Beijing ties cognac tariff deal to EU-China EV talks

France’s cognac producers provisionally agreed to minimum import prices for the Chinese market, but Beijing will formally approve the arrangement only if the EU makes concessions in parallel negotiations over tariffs on Chinese electric vehicles (EVs), according to Reuters.

The explicit linkage, confirmed by both cognac industry representatives and EU trade officials, underscores China’s strategic leveraging of its luxury goods market to influence broader trade policy.

Under the tentative framework negotiated by the Bureau National Interprofessionnel du Cognac (BNIC), minimum import prices would be established across cognac categories VS (Very Superior), VSOP (Very Superior Old Pale), XO (Extra Old) and XXO (Extra Extra Old). Major houses like Hennessy, Martell, and Rémy Martin would face slightly higher minimums than smaller producers, though still below current market rates.

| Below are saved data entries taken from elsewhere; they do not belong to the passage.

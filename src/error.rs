//! Error handling for the oncall client
//!
//! Every failure surfaced by the crate is an [`Error`] carrying an [`ErrorCode`],
//! a message that accumulates operation context as it unwinds, and, for errors
//! produced from an HTTP response, the status code and raw body.

use std::fmt;

/// Result type used throughout the library
pub type Result<T> = std::result::Result<T, Error>;

/// HTTP status the oncall API answers with when a create hits an existing entity
const ALREADY_EXISTS_STATUS: u16 = 422;

/// Error categories
#[derive(Debug, Clone, Copy, PartialEq, Eq)]
pub enum ErrorCode {
    /// Bad configuration or a locally rejected argument; no request was made
    InvalidArgument,
    /// Building or sending the request failed
    NetworkError,
    /// Login failed or the server kept answering 401
    AuthenticationFailed,
    /// The server answered with a status >= 400
    HttpStatus,
    /// The response body did not decode into the expected shape
    Decode,
    /// A lookup found nothing matching
    NotFound,
}

impl ErrorCode {
    pub fn as_str(&self) -> &'static str {
        match self {
            ErrorCode::InvalidArgument => "Invalid argument",
            ErrorCode::NetworkError => "Network error",
            ErrorCode::AuthenticationFailed => "Authentication failed",
            ErrorCode::HttpStatus => "HTTP request failed",
            ErrorCode::Decode => "Decode error",
            ErrorCode::NotFound => "Not found",
        }
    }
}

/// Library error type
#[derive(Debug, Clone)]
pub struct Error {
    pub code: ErrorCode,
    pub message: String,
    /// HTTP status code if this error came from an HTTP response
    pub(crate) http_status: Option<u16>,
    /// Raw response body, kept for diagnostics
    pub(crate) body: Option<Vec<u8>>,
}

impl Error {
    pub fn new(code: ErrorCode, message: impl Into<String>) -> Self {
        Error {
            code,
            message: message.into(),
            http_status: None,
            body: None,
        }
    }

    pub fn invalid_argument(msg: impl Into<String>) -> Self {
        Error::new(ErrorCode::InvalidArgument, msg)
    }

    pub fn network(msg: impl Into<String>) -> Self {
        Error::new(ErrorCode::NetworkError, msg)
    }

    pub fn authentication(msg: impl Into<String>) -> Self {
        Error::new(ErrorCode::AuthenticationFailed, msg)
    }

    pub fn not_found(msg: impl Into<String>) -> Self {
        Error::new(ErrorCode::NotFound, msg)
    }

    /// Error for a response with status >= 400
    pub fn http(status: u16, body: Vec<u8>) -> Self {
        let text = String::from_utf8_lossy(&body).into_owned();
        Error::new(ErrorCode::HttpStatus, format!("({status}) ({text})"))
            .with_http_status(status)
            .with_body(body)
    }

    /// Add HTTP status code (builder pattern)
    pub fn with_http_status(mut self, status: u16) -> Self {
        self.http_status = Some(status);
        self
    }

    /// Attach the raw response body (builder pattern)
    pub fn with_body(mut self, body: Vec<u8>) -> Self {
        self.body = Some(body);
        self
    }

    /// Prefix the message with a description of the operation that failed
    pub fn context(mut self, context: impl fmt::Display) -> Self {
        self.message = format!("{context}: {}", self.message);
        self
    }

    /// Get the HTTP status code if available
    pub fn http_status(&self) -> Option<u16> {
        self.http_status
    }

    /// Get the raw response body if available
    pub fn body(&self) -> Option<&[u8]> {
        self.body.as_deref()
    }

    /// Response body as lossy UTF-8
    pub fn body_text(&self) -> Option<String> {
        self.body
            .as_ref()
            .map(|b| String::from_utf8_lossy(b).into_owned())
    }

    /// True when the server rejected a create because the entity already exists
    pub fn is_already_exists(&self) -> bool {
        self.code == ErrorCode::HttpStatus && self.http_status == Some(ALREADY_EXISTS_STATUS)
    }
}

impl fmt::Display for Error {
    fn fmt(&self, f: &mut fmt::Formatter<'_>) -> fmt::Result {
        write!(f, "{}: {}", self.code.as_str(), self.message)
    }
}

impl std::error::Error for Error {}
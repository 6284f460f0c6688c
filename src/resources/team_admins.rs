//! Team admin operations

use super::{team_path, MemberRequest};
use crate::client::OncallClient;
use crate::error::Result;
use crate::logger::{LogFields, LogLevel};
use crate::reconcile::reconcile;

impl OncallClient {
    fn log_team_admin(&self, action: &str, team: &str, username: &str, message: &str) {
        self.log_fields(
            LogLevel::Trace,
            LogFields::new("team_admin", action).team(team).subject(username),
            message,
        );
    }

    /// Usernames of the team's admins
    ///
    /// # API Endpoint
    /// GET /api/v0/teams/{team}/admins
    pub async fn get_team_admins(&self, team: &str) -> Result<Vec<String>> {
        self.log_team_admin("get", team, "", "Getting team admins");
        self.get(&format!("{}/admins", team_path(team)))
            .await
            .map_err(|e| e.context(format!("Fetching list of admins for {team}")))
    }

    /// Authoritatively set the admins of a team.
    ///
    /// Adds run before removals. The first failing call aborts; changes already
    /// applied stay applied.
    pub async fn set_team_admins(&self, team: &str, usernames: &[String]) -> Result<()> {
        self.log_team_admin("set", team, "", &format!("Setting admins: {usernames:?}"));
        let current = self
            .get_team_admins(team)
            .await
            .map_err(|e| e.context(format!("Getting current list of team admins for {team}")))?;

        let diff = reconcile(&current, usernames);
        for user in &diff.add_only {
            self.add_team_admin(team, user).await?;
        }
        for user in &diff.remove_only {
            self.remove_team_admin(team, user).await?;
        }
        Ok(())
    }

    /// # API Endpoint
    /// POST /api/v0/teams/{team}/admins
    pub async fn add_team_admin(&self, team: &str, username: &str) -> Result<()> {
        self.log_team_admin("add", team, username, "Adding admin");
        self.post(&format!("{}/admins", team_path(team)), &MemberRequest { name: username })
            .await
            .map_err(|e| e.context(format!("Adding user {username} as admin on {team}")))?;
        Ok(())
    }

    /// # API Endpoint
    /// DELETE /api/v0/teams/{team}/admins/{user}
    pub async fn remove_team_admin(&self, team: &str, username: &str) -> Result<()> {
        self.log_team_admin("remove", team, username, "Removing admin");
        self.delete(&format!("{}/admins/{username}", team_path(team)))
            .await
            .map_err(|e| e.context(format!("Removing user {username} as admin on {team}")))?;
        Ok(())
    }
}

#[cfg(test)]
mod tests {
    use crate::client::test_support::{api_client, user_client};
    use crate::logger::testing::RecordingLogger;
    use crate::{Config, OncallClient};
    use serde_json::json;
    use std::sync::Arc;
    use wiremock::matchers::{body_json, header, method, path};
    use wiremock::{Mock, MockServer, ResponseTemplate};

    const ADMINS: &str = "/api/v0/teams/ops/admins";

    #[tokio::test]
    async fn test_set_team_admins() {
        let server = MockServer::start().await;
        Mock::given(method("GET"))
            .and(path(ADMINS))
            .respond_with(ResponseTemplate::new(200).set_body_json(json!(["alice", "bob"])))
            .mount(&server)
            .await;
        Mock::given(method("POST"))
            .and(path(ADMINS))
            .and(body_json(json!({"name": "carol"})))
            .respond_with(ResponseTemplate::new(201))
            .expect(1)
            .mount(&server)
            .await;
        Mock::given(method("DELETE"))
            .and(path(format!("{ADMINS}/alice")))
            .respond_with(ResponseTemplate::new(200))
            .expect(1)
            .mount(&server)
            .await;

        api_client(&server)
            .set_team_admins("ops", &["bob".to_string(), "carol".to_string()])
            .await
            .unwrap();
    }

    #[tokio::test]
    async fn test_remove_team_admin_with_session() {
        let server = MockServer::start().await;
        Mock::given(method("POST"))
            .and(path("/login"))
            .respond_with(ResponseTemplate::new(200).set_body_json(json!({"csrf_token": "tok-9"})))
            .expect(1)
            .mount(&server)
            .await;
        Mock::given(method("DELETE"))
            .and(path(format!("{ADMINS}/alice")))
            .and(header("x-csrf-token", "tok-9"))
            .respond_with(ResponseTemplate::new(200))
            .expect(1)
            .mount(&server)
            .await;

        user_client(&server).remove_team_admin("ops", "alice").await.unwrap();
    }

    #[tokio::test]
    async fn test_get_team_admins_error_context() {
        let server = MockServer::start().await;
        Mock::given(method("GET"))
            .and(path(ADMINS))
            .respond_with(ResponseTemplate::new(404))
            .mount(&server)
            .await;

        let err = api_client(&server).set_team_admins("ops", &[]).await.unwrap_err();
        assert!(err.message.starts_with("Getting current list of team admins for ops"));
        assert_eq!(err.http_status(), Some(404));
    }

    #[tokio::test]
    async fn test_add_team_admin_logs_structured_fields() {
        let server = MockServer::start().await;
        Mock::given(method("POST"))
            .and(path(ADMINS))
            .respond_with(ResponseTemplate::new(201))
            .mount(&server)
            .await;

        let logger = Arc::new(RecordingLogger::default());
        let client = OncallClient::with_logger(Config::new(server.uri()), logger.clone()).unwrap();
        client.add_team_admin("ops", "alice").await.unwrap();

        assert!(logger.has_fields("team_admin", "add", "ops", "alice"));
    }
}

Producers formally committed to these terms, awaiting Beijing’s final endorsement. The agreement offers a critical escape valve for an industry reeling from China’s provisional anti-dumping duties of up to 39%, imposed since October 2024. Without a deal by the 5 July investigation deadline, these levies could become permanent.

Commercial fallout and industry pressure

The tariffs have already slashed monthly cognac exports to China by up to 70%, according to BNIC data, while shares in Rémy Cointreau and Pernod Ricard plummeted 35% and 33% respectively.

The disruption extends beyond border taxes: China has blocked all duty-free cognac sales since December 2024, eliminating a channel representing 20% of historic Chinese revenues. Florent Morillon, President of the BNIC, emphasised the “urgent need” to reopen this market even as price negotiations continue.

Beijing’s conditioning of the cognac deal on electric vehicle negotiations reveals a calculated strategy to fragment European unity. China demands the EU replace its tariffs on Chinese EVs with minimum price commitments mirroring the cognac model. This tactic emerged after France championed the EU’s anti-subsidy investigation into Chinese EVs, prompting Beijing’s retaliatory brandy probe.

Diplomatic activity also intensified ahead of critical deadlines. EU Trade Commissioner Maroš Šefčovič and Chinese Commerce Minister Wang Wentao held talks in Paris this month, while technical teams conducted three negotiation rounds in Beijing. French Trade Minister Laurent Saint-Martin cautiously noted talks were “on the right track” during a visit to Cognac, but warned:

France will not compromise on … the protection of its industries, such as cognac.

China’s cognac duties disrupted hospitality sectors across Southeast Asia, where supply chains funnel bottles to Chinese consumers. Similarly, the EU’s EV tariffs risk triggering Chinese export surges into developing markets. As European Commission President Ursula von der Leyen stated after talks with Chinese Premier Li Qiang, both powers share responsibility to prevent “global trade fragmentation” amid US tariff escalations.